### THE TASK:
Extract all lines that hold "cheap" from the records below.

### EXTRACTED DATA:
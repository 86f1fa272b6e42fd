use std::{
    fmt,
    time::{Duration, Instant},
};

use crate::errors::{ExcKind, RunError};

/// Configuration for execution resource caps.
///
/// All limits are optional - `None` disables a specific limit. The security
/// policy maps its numeric fields here, translating `0` to `None`.
#[derive(Debug, Clone, Default)]
pub struct ResourceLimits {
    /// Maximum wall-clock execution time.
    pub max_duration: Option<Duration>,
    /// Maximum function call depth (tail-folded calls count individually).
    pub max_recursion_depth: Option<u32>,
    /// Maximum loop back-edges taken, summed across all loops.
    pub max_loop_iterations: Option<u64>,
    /// Maximum concurrently live async tasks spawned by this engine.
    pub max_async_tasks: Option<u32>,
}

impl ResourceLimits {
    /// Creates limits with everything disabled.
    pub fn unlimited() -> Self {
        Self::default()
    }

    pub fn max_duration(mut self, limit: Duration) -> Self {
        self.max_duration = Some(limit);
        self
    }

    pub fn max_recursion_depth(mut self, limit: u32) -> Self {
        self.max_recursion_depth = Some(limit);
        self
    }

    pub fn max_loop_iterations(mut self, limit: u64) -> Self {
        self.max_loop_iterations = Some(limit);
        self
    }

    pub fn max_async_tasks(mut self, limit: u32) -> Self {
        self.max_async_tasks = Some(limit);
        self
    }
}

/// Error returned when a resource limit is exceeded during execution.
#[derive(Debug, Clone)]
pub enum ResourceError {
    /// Maximum execution time exceeded.
    Time { limit: Duration, elapsed: Duration },
    /// Maximum recursion depth exceeded.
    Recursion { limit: u32, depth: u32 },
    /// Maximum loop back-edge count exceeded.
    Loop { limit: u64, count: u64 },
    /// Maximum concurrent async task count exceeded.
    Tasks { limit: u32 },
}

impl fmt::Display for ResourceError {
    fn fmt(&self, f: &mut fmt::Formatter<'_>) -> fmt::Result {
        match self {
            Self::Time { limit, elapsed } => {
                write!(f, "time limit exceeded: {elapsed:?} > {limit:?}")
            }
            Self::Recursion { limit, depth } => {
                write!(f, "maximum recursion depth exceeded: {depth} > {limit}")
            }
            Self::Loop { limit, count } => {
                write!(f, "loop iteration limit exceeded: {count} > {limit}")
            }
            Self::Tasks { limit } => {
                write!(f, "concurrent task limit exceeded: {limit}")
            }
        }
    }
}

impl From<ResourceError> for RunError {
    /// Limit violations are uncatchable so `try`/`catch` cannot suppress them.
    fn from(err: ResourceError) -> Self {
        let kind = match err {
            ResourceError::Time { .. } => ExcKind::Timeout,
            ResourceError::Recursion { .. } => ExcKind::RecursionLimit,
            ResourceError::Loop { .. } => ExcKind::LoopLimit,
            ResourceError::Tasks { .. } => ExcKind::LoopLimit,
        };
        Self::uncatchable(kind, err)
    }
}

/// Per-interpreter tracker enforcing [`ResourceLimits`].
///
/// The tracker is owned by the executing interpreter; child task interpreters
/// get a fresh tracker with the same limits so caps are per-task, not shared.
/// `check_loop_edge` is called on loop back-edges, `check_recursion` on call
/// entry, and both also poll the wall-clock deadline. Time is only sampled
/// every [`TIME_CHECK_MASK`]+1 back-edges to keep the hot path cheap.
#[derive(Debug)]
pub struct ResourceTracker {
    limits: ResourceLimits,
    /// When execution started (for time limit checking).
    start_time: Instant,
    /// Total loop back-edges taken.
    loop_count: u64,
    /// Back-edges since the last wall-clock sample.
    ticks_since_time_check: u32,
}

/// Sample the wall clock every 1024 back-edges.
const TIME_CHECK_MASK: u32 = 0x3ff;

impl ResourceTracker {
    /// Creates a tracker; the deadline starts counting immediately, so create
    /// it right before starting execution.
    pub fn new(limits: ResourceLimits) -> Self {
        Self {
            limits,
            start_time: Instant::now(),
            loop_count: 0,
            ticks_since_time_check: 0,
        }
    }

    pub fn limits(&self) -> &ResourceLimits {
        &self.limits
    }

    /// Restarts the deadline without resetting counters.
    ///
    /// Used when one interpreter executes several top-level requests.
    pub fn restart_clock(&mut self) {
        self.start_time = Instant::now();
    }

    pub fn elapsed(&self) -> Duration {
        self.start_time.elapsed()
    }

    /// Called on every loop back-edge.
    pub fn check_loop_edge(&mut self) -> Result<(), ResourceError> {
        if let Some(max) = self.limits.max_loop_iterations {
            self.loop_count += 1;
            if self.loop_count > max {
                return Err(ResourceError::Loop {
                    limit: max,
                    count: self.loop_count,
                });
            }
        }
        self.ticks_since_time_check += 1;
        if self.ticks_since_time_check & TIME_CHECK_MASK == 0 {
            self.check_time()?;
        }
        Ok(())
    }

    /// Called on call entry with the depth before the new frame is pushed.
    pub fn check_recursion(&mut self, current_depth: u32) -> Result<(), ResourceError> {
        if let Some(max) = self.limits.max_recursion_depth
            && current_depth >= max
        {
            return Err(ResourceError::Recursion {
                limit: max,
                depth: current_depth + 1,
            });
        }
        self.check_time()
    }

    /// Checks the wall-clock deadline immediately.
    pub fn check_time(&mut self) -> Result<(), ResourceError> {
        if let Some(max) = self.limits.max_duration {
            let elapsed = self.start_time.elapsed();
            if elapsed > max {
                return Err(ResourceError::Time { limit: max, elapsed });
            }
        }
        Ok(())
    }
}

#[cfg(test)]
mod tests {
    use super::*;

    #[test]
    fn loop_cap_trips_after_limit() {
        let mut tracker = ResourceTracker::new(ResourceLimits::unlimited().max_loop_iterations(3));
        assert!(tracker.check_loop_edge().is_ok());
        assert!(tracker.check_loop_edge().is_ok());
        assert!(tracker.check_loop_edge().is_ok());
        assert!(matches!(tracker.check_loop_edge(), Err(ResourceError::Loop { .. })));
    }

    #[test]
    fn recursion_cap_counts_depth_before_push() {
        let mut tracker = ResourceTracker::new(ResourceLimits::unlimited().max_recursion_depth(10));
        assert!(tracker.check_recursion(9).is_ok());
        assert!(matches!(
            tracker.check_recursion(10),
            Err(ResourceError::Recursion { .. })
        ));
    }

    #[test]
    fn limit_errors_map_to_uncatchable_raises() {
        let err: RunError = ResourceError::Loop { limit: 1, count: 2 }.into();
        assert!(!err.is_catchable());
        assert_eq!(err.kind(), ExcKind::LoopLimit);
    }
}
/// Primary runtime value.
///
/// Small immediate values are stored inline; containers, objects, and handles
/// are `Arc`-shared so they can cross task boundaries. Cloning a `Value` is
/// always cheap (a tag copy or an `Arc` bump), which is why `Clone` is derived
/// here unlike in arena-based designs.
///
/// NOTE: keep this enum small; it is copied into every register and binding.
#[derive(Debug, Clone)]
pub enum Value {
    Unit,
    Null,
    Bool(bool),
    Int(i64),
    Long(i64),
    Double(f64),
    Char(char),
    Str(Arc<str>),
    List(ListRef),
    Map(MapRef),
    Range(Range),
    Pair(Arc<Pair>),
    Array(Arc<ArrayValue>),
    Object(Arc<crate::types::ObjectValue>),
    Class(Arc<ClassValue>),
    EnumEntry(Arc<EnumEntry>),
    /// Any callable: closure, MIR function, builtin, native, partial.
    Func(Callable),
    Bound(Arc<BoundMethod>),
    External(Arc<ExternalObject>),
    ForeignClass(Arc<ForeignClass>),
    Result(Arc<ResultValue>),
    Iter(Arc<IterValue>),
    Scope(Arc<ScopeValue>),
    Deferred(Arc<FutureValue>),
    Job(Arc<FutureValue>),
    Task(Arc<TimerTask>),
    Future(Arc<FutureValue>),
    Channel(Arc<ChannelValue>),
    Mutex(Arc<MutexValue>),
    Atomic(Arc<AtomicValue>),
    Marker(Marker),
    /// Sentinel: the true integer lives in the frame's `raw_locals` at the
    /// same index. Never escapes a MIR frame; boxing is deferred until the
    /// register is read by anything that needs a real value.
    RawInt,
}

/// Depth cap for structural equality/hash/render over nested data.
///
/// Protects against stack overflow on adversarially deep or cyclic
/// structures; beyond the cap, containers fall back to identity.
const MAX_DATA_DEPTH: u32 = 64;
use crate::value::Value;

/// The `Result` value produced by `runCatching` and consumed by the `?`
/// error-propagation operator.
///
/// `Err` carries the reified failure: the thrown value for user throws, or a
/// message string for engine-raised exceptions.
#[derive(Debug, Clone)]
pub enum ResultValue {
    Ok(Value),
    Err(Value),
}

impl ResultValue {
    pub fn is_ok(&self) -> bool {
        matches!(self, Self::Ok(_))
    }

    pub fn is_err(&self) -> bool {
        matches!(self, Self::Err(_))
    }

    /// The success value, or `Null` for `Err`.
    pub fn value(&self) -> Value {
        match self {
            Self::Ok(v) => v.clone(),
            Self::Err(_) => Value::Null,
        }
    }

    /// The failure value, or `Null` for `Ok`.
    pub fn error(&self) -> Value {
        match self {
            Self::Ok(_) => Value::Null,
            Self::Err(e) => e.clone(),
        }
    }
}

### REPLY:
/// every [`TIME_CHECK_MASK`]+1 back-edges to keep the hot path cheap.
/// always cheap (a tag copy or an `Arc` bump), which is why `Clone` is derived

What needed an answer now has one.